[Description of the task] Every line below that holds the string "element" should be copied.

[Record excerpts]
§ §

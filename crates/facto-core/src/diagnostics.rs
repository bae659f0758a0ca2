//! Reporting of generation failures back to the host build.

use crate::error::ProcessingError;
use crate::model::QualifiedName;
use serde::Serialize;
use tracing::error;

/// One build-time error message, optionally anchored to a declaration.
#[derive(Debug, Clone, PartialEq, Eq, Serialize)]
pub struct Diagnostic {
    /// The declaration the message is tied to; `None` for failures with
    /// no anchor element (e.g. artifact writes).
    pub element: Option<QualifiedName>,
    /// Human-readable message.
    pub message: String,
}

impl Diagnostic {
    /// Creates a diagnostic anchored to a declaration.
    #[must_use]
    pub fn on_element(element: QualifiedName, message: impl Into<String>) -> Self {
        Self {
            element: Some(element),
            message: message.into(),
        }
    }

    /// Creates a diagnostic with no anchor element.
    #[must_use]
    pub fn unanchored(message: impl Into<String>) -> Self {
        Self {
            element: None,
            message: message.into(),
        }
    }
}

impl From<&ProcessingError> for Diagnostic {
    fn from(err: &ProcessingError) -> Self {
        Self {
            element: err.element().cloned(),
            message: err.to_string(),
        }
    }
}

impl std::fmt::Display for Diagnostic {
    fn fmt(&self, f: &mut std::fmt::Formatter<'_>) -> std::fmt::Result {
        match &self.element {
            Some(element) => write!(f, "{element}: {}", self.message),
            None => f.write_str(&self.message),
        }
    }
}

/// Receives diagnostics and renders them as build errors.
///
/// The host decides how a diagnostic reaches the user; the core only
/// guarantees that every failure is reported, none silently dropped.
pub trait DiagnosticSink {
    /// Reports one diagnostic.
    fn report(&mut self, diagnostic: Diagnostic);
}

/// A sink that buffers diagnostics for later inspection.
#[derive(Debug, Default)]
pub struct CollectingSink {
    diagnostics: Vec<Diagnostic>,
}

impl CollectingSink {
    /// Creates an empty sink.
    #[must_use]
    pub fn new() -> Self {
        Self::default()
    }

    /// All reported diagnostics, in report order.
    #[must_use]
    pub fn diagnostics(&self) -> &[Diagnostic] {
        &self.diagnostics
    }

    /// Whether anything was reported.
    #[must_use]
    pub fn is_empty(&self) -> bool {
        self.diagnostics.is_empty()
    }

    /// Number of reported diagnostics.
    #[must_use]
    pub fn len(&self) -> usize {
        self.diagnostics.len()
    }
}

impl DiagnosticSink for CollectingSink {
    fn report(&mut self, diagnostic: Diagnostic) {
        self.diagnostics.push(diagnostic);
    }
}

/// A sink that forwards every diagnostic to `tracing::error!`.
#[derive(Debug, Default, Clone, Copy)]
pub struct TracingSink;

impl DiagnosticSink for TracingSink {
    fn report(&mut self, diagnostic: Diagnostic) {
        match &diagnostic.element {
            Some(element) => error!(element = %element, "{}", diagnostic.message),
            None => error!("{}", diagnostic.message),
        }
    }
}
//! Filesystem sink writing into a generated-sources tree.

use facto_core::{Artifact, ArtifactSink};
use std::path::{Path, PathBuf};
use tracing::debug;

/// Writes artifacts as `.java` files under a generated-sources root,
/// one directory level per package segment.
///
/// `DrinkFactory` in package `com.example.drinks` lands at
/// `<root>/com/example/drinks/DrinkFactory.java`.
#[derive(Debug, Clone)]
pub struct LocalArtifactSink {
    root: PathBuf,
}

impl LocalArtifactSink {
    /// Creates a sink rooted at the given directory.
    pub fn new(root: impl Into<PathBuf>) -> Self {
        Self { root: root.into() }
    }

    /// The generated-sources root.
    #[must_use]
    pub fn root(&self) -> &Path {
        &self.root
    }

    /// The path an artifact will be written to.
    #[must_use]
    pub fn path_for(&self, artifact: &Artifact) -> PathBuf {
        let mut path = self.root.clone();
        if let Some(package) = &artifact.package {
            for segment in package.split('.') {
                path.push(segment);
            }
        }
        path.push(format!("{}.java", artifact.type_name));
        path
    }
}

impl ArtifactSink for LocalArtifactSink {
    fn write(&mut self, artifact: &Artifact) -> std::io::Result<()> {
        let path = self.path_for(artifact);
        if let Some(parent) = path.parent() {
            std::fs::create_dir_all(parent)?;
        }
        std::fs::write(&path, &artifact.source)?;
        debug!(path = %path.display(), "artifact written");
        Ok(())
    }
}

§ §

[Written solution]
    /// no anchor element (e.g. artifact writes).
    pub element: Option<QualifiedName>,
    pub fn on_element(element: QualifiedName, message: impl Into<String>) -> Self {
            element: Some(element),
    /// Creates a diagnostic with no anchor element.
            element: None,
            element: err.element().cloned(),
        match &self.element {
            Some(element) => write!(f, "{element}: {}", self.message),
        match &diagnostic.element {
            Some(element) => error!(element = %element, "{}", diagnostic.message),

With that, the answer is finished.